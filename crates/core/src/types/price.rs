//! Type-safe price representation using decimal arithmetic.
//!
//! Prices are stored as `rust_decimal::Decimal` so that cart totals are
//! exact: intermediate sums never round, and display formatting is the only
//! place a value is reduced to two decimal places.

use core::ops::{Add, Mul};

use rust_decimal::Decimal;
use serde::{Deserialize, Serialize};

/// A price with currency information.
#[derive(Debug, Clone, Copy, PartialEq, Eq, Serialize, Deserialize)]
pub struct Price {
    /// Amount in the currency's standard unit (e.g., dollars, not cents).
    pub amount: Decimal,
    /// ISO 4217 currency code.
    pub currency_code: CurrencyCode,
}

impl Price {
    /// Create a new price.
    #[must_use]
    pub const fn new(amount: Decimal, currency_code: CurrencyCode) -> Self {
        Self {
            amount,
            currency_code,
        }
    }

    /// Create a price from an amount in the smallest currency unit.
    #[must_use]
    pub fn from_cents(cents: i64, currency_code: CurrencyCode) -> Self {
        Self {
            amount: Decimal::new(cents, 2),
            currency_code,
        }
    }

    /// A zero price in the given currency.
    #[must_use]
    pub const fn zero(currency_code: CurrencyCode) -> Self {
        Self {
            amount: Decimal::ZERO,
            currency_code,
        }
    }

    /// Format for display (e.g., `$19.99`).
    ///
    /// Rounding to two decimal places happens here and only here.
    #[must_use]
    pub fn display(&self) -> String {
        format!("{}{:.2}", self.currency_code.symbol(), self.amount)
    }
}

/// Summing prices assumes a single-currency catalog; the left-hand currency
/// is kept.
impl Add for Price {
    type Output = Self;

    fn add(self, rhs: Self) -> Self {
        Self {
            amount: self.amount + rhs.amount,
            currency_code: self.currency_code,
        }
    }
}

impl Mul<u32> for Price {
    type Output = Self;

    fn mul(self, quantity: u32) -> Self {
        Self {
            amount: self.amount * Decimal::from(quantity),
            currency_code: self.currency_code,
        }
    }
}

/// ISO 4217 currency codes.
#[derive(Debug, Clone, Copy, PartialEq, Eq, Hash, Serialize, Deserialize, Default)]
pub enum CurrencyCode {
    #[default]
    USD,
    EUR,
    GBP,
}

impl CurrencyCode {
    /// Currency symbol used for display.
    #[must_use]
    pub const fn symbol(self) -> &'static str {
        match self {
            Self::USD => "$",
            Self::EUR => "\u{20ac}",
            Self::GBP => "\u{a3}",
        }
    }

    /// ISO 4217 code.
    #[must_use]
    pub const fn code(self) -> &'static str {
        match self {
            Self::USD => "USD",
            Self::EUR => "EUR",
            Self::GBP => "GBP",
        }
    }
}

#[cfg(test)]
mod tests {
    use super::*;

    #[test]
    fn test_from_cents() {
        let price = Price::from_cents(5999, CurrencyCode::USD);
        assert_eq!(price.amount, Decimal::new(5999, 2));
        assert_eq!(price.display(), "$59.99");
    }

    #[test]
    fn test_from_cents_zero() {
        assert_eq!(Price::from_cents(0, CurrencyCode::USD).display(), "$0.00");
        assert_eq!(
            Price::from_cents(0, CurrencyCode::USD),
            Price::zero(CurrencyCode::USD)
        );
    }

    #[test]
    fn test_display_pads_to_two_places() {
        let price = Price::new(Decimal::new(10, 0), CurrencyCode::USD);
        assert_eq!(price.display(), "$10.00");
    }

    #[test]
    fn test_sum_is_exact() {
        // 0.1 + 0.2 drifts under f64; Decimal must not.
        let a = Price::from_cents(10, CurrencyCode::USD);
        let b = Price::from_cents(20, CurrencyCode::USD);
        assert_eq!((a + b).amount, Decimal::new(30, 2));
    }

    #[test]
    fn test_mul_by_quantity() {
        let price = Price::from_cents(1499, CurrencyCode::USD);
        assert_eq!((price * 3).display(), "$44.97");
    }

    #[test]
    fn test_currency_symbols() {
        assert_eq!(CurrencyCode::USD.symbol(), "$");
        assert_eq!(CurrencyCode::USD.code(), "USD");
    }
}
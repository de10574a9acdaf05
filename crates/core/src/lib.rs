//! Pixel Paradise Core - Shared types and cart model.
//!
//! This crate provides the types shared by every Pixel Paradise component
//! and the cart state machine that drives the storefront.
//!
//! # Architecture
//!
//! The core crate contains only types and pure functions - no I/O, no HTTP,
//! no async. The cart is modelled as a reducer: every mutation is a
//! [`cart::CartCommand`] applied to a [`cart::CartState`] snapshot, producing
//! a complete new snapshot. The host (the storefront) owns the snapshot and
//! decides where it lives; this crate never touches storage.
//!
//! # Modules
//!
//! - [`types`] - Product ids, prices, and catalog records
//! - [`cart`] - Cart state, commands, and derived totals

#![cfg_attr(not(test), forbid(unsafe_code))]

pub mod cart;
pub mod types;

pub use cart::{CartCommand, CartLine, CartState};
pub use types::*;
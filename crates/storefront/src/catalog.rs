//! Static product catalog.
//!
//! The catalog is a compiled-in, read-only lookup table. In a larger
//! deployment this would come from a commerce API; here the store sells a
//! fixed shelf of games, so the records live in the binary and every query
//! is a scan over a couple dozen entries.
//!
//! The cart trusts these records as-is: prices, names, and categories are
//! never revalidated downstream.

use pixel_paradise_core::{CurrencyCode, Price, Product, ProductId};

/// Maximum number of search results returned to the autocomplete.
const SEARCH_RESULT_LIMIT: usize = 10;

/// The product catalog.
#[derive(Clone)]
pub struct Catalog {
    products: Vec<Product>,
}

impl Default for Catalog {
    fn default() -> Self {
        Self::new()
    }
}

impl Catalog {
    /// Build the catalog from the built-in seed data.
    #[must_use]
    pub fn new() -> Self {
        Self { products: seed() }
    }

    /// All products in shelf order.
    #[must_use]
    pub fn all(&self) -> &[Product] {
        &self.products
    }

    /// Look up a product by id.
    #[must_use]
    pub fn get(&self, id: &ProductId) -> Option<&Product> {
        self.products.iter().find(|p| &p.id == id)
    }

    /// Category names in first-appearance order.
    #[must_use]
    pub fn categories(&self) -> Vec<&str> {
        let mut categories: Vec<&str> = Vec::new();
        for product in &self.products {
            if !categories.contains(&product.category.as_str()) {
                categories.push(&product.category);
            }
        }
        categories
    }

    /// All products in one category, in shelf order.
    #[must_use]
    pub fn by_category(&self, category: &str) -> Vec<&Product> {
        self.products
            .iter()
            .filter(|p| p.category == category)
            .collect()
    }

    /// Whether the category exists.
    #[must_use]
    pub fn has_category(&self, category: &str) -> bool {
        self.products.iter().any(|p| p.category == category)
    }

    /// Case-insensitive substring search over product names.
    ///
    /// Returns at most ten results; a blank query matches nothing.
    #[must_use]
    pub fn search(&self, query: &str) -> Vec<&Product> {
        let query = query.trim().to_lowercase();
        if query.is_empty() {
            return Vec::new();
        }
        self.products
            .iter()
            .filter(|p| p.name.to_lowercase().contains(&query))
            .take(SEARCH_RESULT_LIMIT)
            .collect()
    }
}

fn game(
    id: &str,
    name: &str,
    cents: i64,
    category: &str,
    image: &str,
    description: &str,
) -> Product {
    Product {
        id: ProductId::new(id),
        name: name.to_owned(),
        price: Price::from_cents(cents, CurrencyCode::USD),
        category: category.to_owned(),
        image: image.to_owned(),
        description: description.to_owned(),
    }
}

#[allow(clippy::too_many_lines)]
fn seed() -> Vec<Product> {
    vec![
        // RPG
        game(
            "game-elden",
            "Elden Ring",
            5999,
            "RPG",
            "https://image.api.playstation.com/vulcan/ap/rnd/202110/2000/aGhopp3MHppi7kooGE2Dtt8C.png",
            "A vast open-world action RPG where exploration, tense combat, and discovery intertwine. Create your build, face legendary bosses, and uncover secrets across a mysterious, ruined realm.",
        ),
        game(
            "game-baldurs-gate-3",
            "Baldur's Gate 3",
            5999,
            "RPG",
            "https://image.api.playstation.com/vulcan/ap/rnd/202302/2321/3098481c9164bb5f33069b37e49fba1a572ea3b89971ee7b.jpg",
            "A story-rich party RPG driven by choice and consequence. Gather allies, master turn-based tactics, and shape the fate of your adventure with every dialogue and decision.",
        ),
        game(
            "game-witcher-3",
            "The Witcher 3",
            3999,
            "RPG",
            "https://cdn.cloudflare.steamstatic.com/steam/apps/292030/header.jpg",
            "A sprawling fantasy journey as a monster hunter for hire. Track contracts, navigate politics, and follow a personal story through richly detailed regions full of side quests.",
        ),
        game(
            "game-skyrim",
            "Skyrim Special Edition",
            3999,
            "RPG",
            "https://cdn.cloudflare.steamstatic.com/steam/apps/489830/header.jpg",
            "An open-world epic where you forge your own path. Explore ancient ruins, learn powerful shouts, and develop your character through quests, crafting, and combat.",
        ),
        game(
            "game-divinity-2",
            "Divinity: Original Sin 2",
            4499,
            "RPG",
            "https://cdn.cloudflare.steamstatic.com/steam/apps/435150/header.jpg",
            "A tactical RPG built around creative interactions and clever combos. Build a party, experiment with elemental effects, and approach battles with freedom and strategy.",
        ),
        game(
            "game-final-fantasy-7",
            "Final Fantasy VII Remake",
            6999,
            "RPG",
            "https://cdn.cloudflare.steamstatic.com/steam/apps/1462040/header.jpg",
            "A modern reimagining of a classic story with cinematic action combat. Follow a band of rebels as they confront a powerful corporation and uncover deeper mysteries.",
        ),
        game(
            "game-cyberpunk",
            "Cyberpunk 2077",
            4999,
            "RPG",
            "https://image.api.playstation.com/vulcan/ap/rnd/202111/3013/cKZ4tKNFj9C00giTzYtH8PF1.png",
            "A futuristic RPG set in a neon-drenched metropolis. Customize your character, choose your playstyle, and take on missions that shift your reputation and relationships.",
        ),
        game(
            "game-persona-5",
            "Persona 5 Royal",
            5999,
            "RPG",
            "https://cdn.cloudflare.steamstatic.com/steam/apps/1687950/header.jpg",
            "A stylish RPG blending dungeon crawling with daily life management. Build friendships, plan your schedule, and fight through surreal palaces to change corrupted hearts.",
        ),
        // Indie
        game(
            "game-hades",
            "Hades",
            2499,
            "Indie",
            "https://cdn.cloudflare.steamstatic.com/steam/apps/1145360/header.jpg",
            "A fast-paced roguelike where each escape attempt makes you stronger. Mix weapons and upgrades, meet memorable characters, and uncover story beats between runs.",
        ),
        game(
            "game-stardew",
            "Stardew Valley",
            1499,
            "Indie",
            "https://cdn.cloudflare.steamstatic.com/steam/apps/413150/header.jpg",
            "A cozy farming and life sim with relaxing progression. Grow crops, raise animals, explore mines, and build relationships in a charming small town.",
        ),
        game(
            "game-celeste",
            "Celeste",
            1999,
            "Indie",
            "https://cdn.cloudflare.steamstatic.com/steam/apps/504230/header.jpg",
            "A tight platformer focused on precise movement and perseverance. Climb a mountain through challenging levels, with an uplifting story about resilience.",
        ),
        game(
            "game-undertale",
            "Undertale",
            999,
            "Indie",
            "https://cdn.cloudflare.steamstatic.com/steam/apps/391540/header.jpg",
            "A quirky RPG where choices truly matter. Fight, talk, or spare your way through encounters and experience wildly different outcomes based on your approach.",
        ),
        game(
            "game-dead-cells",
            "Dead Cells",
            2499,
            "Indie",
            "https://cdn.cloudflare.steamstatic.com/steam/apps/588650/header.jpg",
            "A kinetic action platformer with roguelike progression. Chain attacks, try new builds, and push deeper into a shifting labyrinth packed with tough enemies.",
        ),
        game(
            "game-cuphead",
            "Cuphead",
            1999,
            "Indie",
            "https://cdn.cloudflare.steamstatic.com/steam/apps/268910/header.jpg",
            "A run-and-gun classic with hand-drawn animation and demanding boss fights. Learn patterns, time your dodges, and enjoy a jazzy retro cartoon vibe.",
        ),
        game(
            "game-terraria",
            "Terraria",
            999,
            "Indie",
            "https://cdn.cloudflare.steamstatic.com/steam/apps/105600/header.jpg",
            "A sandbox adventure where you mine, craft, and battle. Dig deep for rare materials, build elaborate bases, and face escalating bosses in a living world.",
        ),
        game(
            "game-ori",
            "Ori and the Will of the Wisps",
            2999,
            "Indie",
            "https://cdn.cloudflare.steamstatic.com/steam/apps/1057090/header.jpg",
            "A beautiful action-platformer with fluid movement and emotional storytelling. Explore connected biomes, unlock abilities, and overcome challenging set pieces.",
        ),
        // Action
        game(
            "game-doom-eternal",
            "DOOM Eternal",
            3999,
            "Action",
            "https://image.api.playstation.com/vulcan/ap/rnd/202010/0114/ERNPc4gFqeRDG1tYQIfOKQtM.png",
            "An intense, high-speed shooter built around aggressive combat flow. Swap weapons constantly, manage resources, and tear through arenas packed with demons.",
        ),
        game(
            "game-hollow-knight",
            "Hollow Knight",
            1499,
            "Action",
            "https://cdn.cloudflare.steamstatic.com/steam/apps/367520/header.jpg",
            "A moody action-adventure set in a vast underground kingdom. Explore interconnected areas, master tight combat, and uncover lore hidden in quiet corners.",
        ),
        game(
            "game-god-of-war",
            "God of War",
            4999,
            "Action",
            "https://image.api.playstation.com/vulcan/ap/rnd/202207/1210/4xJ8XB3bi888QTLZYdl7Oi0s.png",
            "A cinematic action journey through mythic realms. Experience visceral combat, discover secrets, and follow a powerful story about family and redemption.",
        ),
        game(
            "game-sekiro",
            "Sekiro: Shadows Die Twice",
            5999,
            "Action",
            "https://cdn.cloudflare.steamstatic.com/steam/apps/814380/header.jpg",
            "A precision-focused action game centered on timing and parries. Study enemy moves, break defenses, and win duels through mastery rather than grinding.",
        ),
        game(
            "game-devil-may-cry-5",
            "Devil May Cry 5",
            2999,
            "Action",
            "https://cdn.cloudflare.steamstatic.com/steam/apps/601150/header.jpg",
            "A stylish hack-and-slash built for flashy combos. Switch characters, experiment with weapons, and chase higher ranks with expressive, momentum-driven combat.",
        ),
        game(
            "game-spider-man",
            "Spider-Man Remastered",
            5999,
            "Action",
            "https://cdn.cloudflare.steamstatic.com/steam/apps/1817070/header.jpg",
            "Swing through a vibrant city and fight crime with acrobatic flair. Combine gadgets and web abilities, complete missions, and follow a superhero story.",
        ),
        game(
            "game-ghost-of-tsushima",
            "Ghost of Tsushima",
            5999,
            "Action",
            "https://image.api.playstation.com/vulcan/ap/rnd/202010/0222/b3iB2zf2xHj9shC0XDTULxND.png",
            "A samurai action adventure across sweeping landscapes. Choose stealth or honorable duels, refine your stance-based combat, and explore side tales.",
        ),
        game(
            "game-resident-evil-4",
            "Resident Evil 4 Remake",
            5999,
            "Action",
            "https://image.api.playstation.com/vulcan/ap/rnd/202210/0706/EVWyZD63pahuh95eKloFaJuC.png",
            "A tense survival-action experience with modernized pacing and atmosphere. Manage resources, face relentless threats, and push forward through hostile territory.",
        ),
    ]
}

*****

_What the task requires_
In the entries above, how many lines hold the word "focused"? Answer with the number only.

_Worked solution_
2